**Task to carry out:**
Return the run of lines below that opens with the line containing "units.first().copied(), |host, group|" and closes with the line containing "for member in", keeping each one exact.

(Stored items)
- - - -

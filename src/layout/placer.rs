//! Grid placement across one or more canvases
//!
//! [`GridPlacer`] duplicates the template unit row by row until the
//! requested quantity is placed, opening a new canvas whenever the
//! current one has used its row budget. Each call to `next` fills and
//! finalizes exactly one canvas.
//!
//! ## Sequence Numbers
//!
//! Every placed unit is named with its sequence number, starting at 1.
//! An L unit carries two garments and advances the number by two. When
//! an L layout is asked for an odd quantity, the last unit loses its
//! turned pair.

use std::iter::FusedIterator;

use tracing::{debug, info, warn};

use crate::host::{CanvasHandle, CanvasHost, Container, Placement, ShapeId};

use super::composite::{with_composite, CompositeUnit};
use super::error::LayoutError;
use super::initiator::TURNED_SUFFIX;
use super::kernel::{align, align_to_rect, move_adjacent};
use super::row_fit::RowFitResult;
use super::types::{to_inches, to_points, Dimension, Orientation, Position, Side};

/// Parameters of one placement run
#[derive(Debug, Clone, Copy, PartialEq)]
pub struct PlacementRequest {
    pub orientation: Orientation,
    /// Garments to produce
    pub quantity: u32,
    /// Space between units, in inches
    pub gap: f64,
    /// Width of every canvas opened by the placer, in inches
    pub canvas_max_width: f64,
}

/// What ended up on one canvas
#[derive(Debug, Clone, PartialEq)]
pub struct CanvasFill {
    pub canvas: CanvasHandle,
    /// Units placed on this canvas
    pub units: u32,
    /// Placed shapes, after their units were dissolved
    pub shapes: Vec<ShapeId>,
    /// First garment index on this canvas
    pub first_index: u32,
    /// Last garment index on this canvas
    pub last_index: u32,
}

#[derive(Debug, Clone, Copy, PartialEq, Eq)]
enum State {
    Filling,
    Done,
    Failed,
}

/// Lazily fills canvases, one per iteration step
pub struct GridPlacer<'h, H: CanvasHost + ?Sized> {
    host: &'h mut H,
    template: Option<CompositeUnit>,
    row_fit: RowFitResult,
    request: PlacementRequest,
    working_quantity: u32,
    step: u32,
    next_index: u32,
    canvases_filled: u32,
    /// Copy of a previous canvas's first unit, waiting for a new canvas
    carry: Option<ShapeId>,
    state: State,
}

/// Start placing copies of `template` according to `row_fit`
pub fn place_grid<H: CanvasHost + ?Sized>(
    host: &mut H,
    template: CompositeUnit,
    row_fit: RowFitResult,
    request: PlacementRequest,
) -> GridPlacer<'_, H> {
    let step = request.orientation.index_step();
    let working_quantity = if step == 2 {
        request.quantity.div_ceil(2) * 2
    } else {
        request.quantity
    };
    GridPlacer {
        host,
        template: Some(template),
        row_fit,
        request,
        working_quantity,
        step,
        next_index: 1,
        canvases_filled: 0,
        carry: None,
        state: State::Filling,
    }
}

impl<H: CanvasHost + ?Sized> GridPlacer<'_, H> {
    /// Quantity actually planned for, after rounding L layouts up to pairs
    pub fn working_quantity(&self) -> u32 {
        self.working_quantity
    }

    fn validate(&self) -> Result<(), LayoutError> {
        let r = &self.request;
        if r.quantity == 0 {
            return Err(LayoutError::invalid_parameter(
                "quantity",
                "at least one garment is required",
            ));
        }
        if !r.gap.is_finite() || r.gap < 0.0 {
            return Err(LayoutError::invalid_parameter(
                "gap",
                format!("gap must be a non-negative number, got {}", r.gap),
            ));
        }
        if !r.canvas_max_width.is_finite() || r.canvas_max_width <= 0.0 {
            return Err(LayoutError::capacity(format!(
                "canvas width {} leaves no room",
                r.canvas_max_width
            )));
        }
        Ok(())
    }

    /// Rows the canvas at `index` may hold
    fn row_budget(&self, index: u32) -> u32 {
        let balanced = self.row_fit.rows_on_canvas(index);
        if balanced > 0 {
            balanced
        } else {
            self.row_fit.rows_per_canvas.max(1)
        }
    }

    /// Canvas for the next fill, with its first unit anchored top-left
    fn open_canvas(&mut self) -> Result<(CanvasHandle, ShapeId), LayoutError> {
        let (canvas, first) = match (self.canvases_filled, self.carry.take()) {
            (0, _) => {
                let template = self
                    .template
                    .as_ref()
                    .map(|t| t.shape())
                    .ok_or_else(|| LayoutError::invalid_parameter("template", "already released"))?;
                let id = match self.host.container_of(template)? {
                    Container::Canvas(id) => id,
                    other => {
                        return Err(LayoutError::invalid_parameter(
                            "template",
                            format!("template must sit directly on a canvas, found in {}", other),
                        ))
                    }
                };
                let rect = self.host.canvas_rect(id)?;
                (CanvasHandle { id, rect }, template)
            }
            (_, Some(carry)) => {
                let rows = self.row_budget(self.canvases_filled);
                let height = self
                    .row_fit
                    .height_for_rows(rows, to_points(self.request.gap));
                let size = Dimension::new(self.request.canvas_max_width, to_inches(height));
                let canvas = self.host.create_canvas(size)?;
                self.host.move_into_container(
                    carry,
                    Container::Canvas(canvas.id),
                    None,
                    Placement::Inside,
                )?;
                (canvas, carry)
            }
            (_, None) => {
                return Err(LayoutError::invalid_parameter(
                    "placer",
                    "no unit left to start a new canvas",
                ))
            }
        };
        align_to_rect(self.host, first, &canvas.rect, Position::Left)?;
        align_to_rect(self.host, first, &canvas.rect, Position::Top)?;
        Ok((canvas, first))
    }

    fn fill_canvas(&mut self) -> Result<CanvasFill, LayoutError> {
        if self.canvases_filled == 0 {
            self.validate()?;
        }
        let (canvas, first) = self.open_canvas()?;
        let gap = to_points(self.request.gap);
        let fit = self.row_fit.fit_per_row.max(1);
        let budget = self.row_budget(self.canvases_filled);

        let mut index = self.next_index;
        self.host.set_name(first, &index.to_string())?;
        let mut placed = vec![(first, index)];
        let mut row_first = first;
        let mut previous = first;
        let mut in_row = 1;
        let mut rows_used = 1;
        index += self.step;

        while index <= self.working_quantity {
            let unit = if in_row < fit {
                let unit = self.host.duplicate_shape(previous)?;
                move_adjacent(self.host, previous, unit, Side::Right, gap)?;
                align(self.host, previous, unit, Position::Top)?;
                in_row += 1;
                unit
            } else if rows_used < budget {
                let unit = self.host.duplicate_shape(row_first)?;
                // keep sibling order in garment order
                let container = self.host.container_of(previous)?;
                self.host
                    .move_into_container(unit, container, Some(previous), Placement::After)?;
                move_adjacent(self.host, row_first, unit, Side::Bottom, gap)?;
                align(self.host, row_first, unit, Position::Left)?;
                row_first = unit;
                rows_used += 1;
                in_row = 1;
                unit
            } else {
                break;
            };
            self.host.set_name(unit, &index.to_string())?;
            placed.push((unit, index));
            previous = unit;
            index += self.step;
        }
        self.next_index = index;

        let more = index <= self.working_quantity;
        if more {
            self.carry = Some(self.host.duplicate_shape(first)?);
            debug!(canvas = canvas.id.0, next = index, "canvas full, carrying unit over");
        } else if self.working_quantity != self.request.quantity {
            self.trim_turned_pair(previous)?;
        }

        let fill = self.finalize(canvas, &placed)?;
        self.canvases_filled += 1;
        if !more {
            self.state = State::Done;
        }
        Ok(fill)
    }

    /// Drop the turned pieces of the last L unit
    fn trim_turned_pair(&mut self, unit: ShapeId) -> Result<(), LayoutError> {
        for child in self.host.children(Container::Group(unit))? {
            if self.host.name(child)?.ends_with(TURNED_SUFFIX) {
                self.host.remove_shape(child)?;
            }
        }
        Ok(())
    }

    /// Center the units on the canvas, then dissolve them into named pieces
    fn finalize(
        &mut self,
        canvas: CanvasHandle,
        placed: &[(ShapeId, u32)],
    ) -> Result<CanvasFill, LayoutError> {
        let units: Vec<ShapeId> = placed.iter().map(|(u, _)| *u).collect();
        with_composite(self.host, &units, units.first().copied(), |host, group| {
            align_to_rect(host, group.shape(), &canvas.rect, Position::Center)
        })?;

        let mut shapes = Vec::new();
        let mut last_index = 0;
        for (unit, index) in placed {
            for member in self.host.children(Container::Group(*unit))? {
                let name = self.host.name(member)?;
                let garment = match name.strip_suffix(TURNED_SUFFIX) {
                    Some(base) => format!("{}-{}", index + 1, base),
                    None => format!("{}-{}", index, name),
                };
                self.host.set_name(member, &garment)?;
                shapes.push(member);
            }

            let is_template = self.template.as_ref().map(|t| t.shape()) == Some(*unit);
            match self.template.take() {
                Some(mut template) if is_template => template.release(self.host, None)?,
                other => {
                    self.template = other;
                    CompositeUnit::adopt(self.host, *unit)?.release(self.host, None)?;
                }
            }
            last_index = (index + self.step - 1).min(self.request.quantity);
        }

        let first_index = placed.first().map(|(_, i)| *i).unwrap_or(0);
        info!(
            canvas = canvas.id.0,
            units = placed.len(),
            first = first_index,
            last = last_index,
            "canvas filled"
        );
        Ok(CanvasFill {
            canvas,
            units: placed.len() as u32,
            shapes,
            first_index,
            last_index,
        })
    }

    fn fail(&mut self) {
        self.state = State::Failed;
        if let Some(mut template) = self.template.take() {
            if let Err(e) = template.release(self.host, None) {
                warn!(error = %e, "failed to release template unit after placement error");
            }
        }
    }
}

impl<H: CanvasHost + ?Sized> Iterator for GridPlacer<'_, H> {
    type Item = Result<CanvasFill, LayoutError>;

    fn next(&mut self) -> Option<Self::Item> {
        if self.state != State::Filling {
            return None;
        }
        match self.fill_canvas() {
            Ok(fill) => Some(Ok(fill)),
            Err(e) => {
                self.fail();
                Some(Err(e))
            }
        }
    }
}

impl<H: CanvasHost + ?Sized> FusedIterator for GridPlacer<'_, H> {}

- - - -

**Result for this task:**
        with_composite(self.host, &units, units.first().copied(), |host, group| {
            align_to_rect(host, group.shape(), &canvas.rect, Position::Center)
        })?;

        let mut shapes = Vec::new();
        let mut last_index = 0;
        for (unit, index) in placed {
            for member in self.host.children(Container::Group(*unit))? {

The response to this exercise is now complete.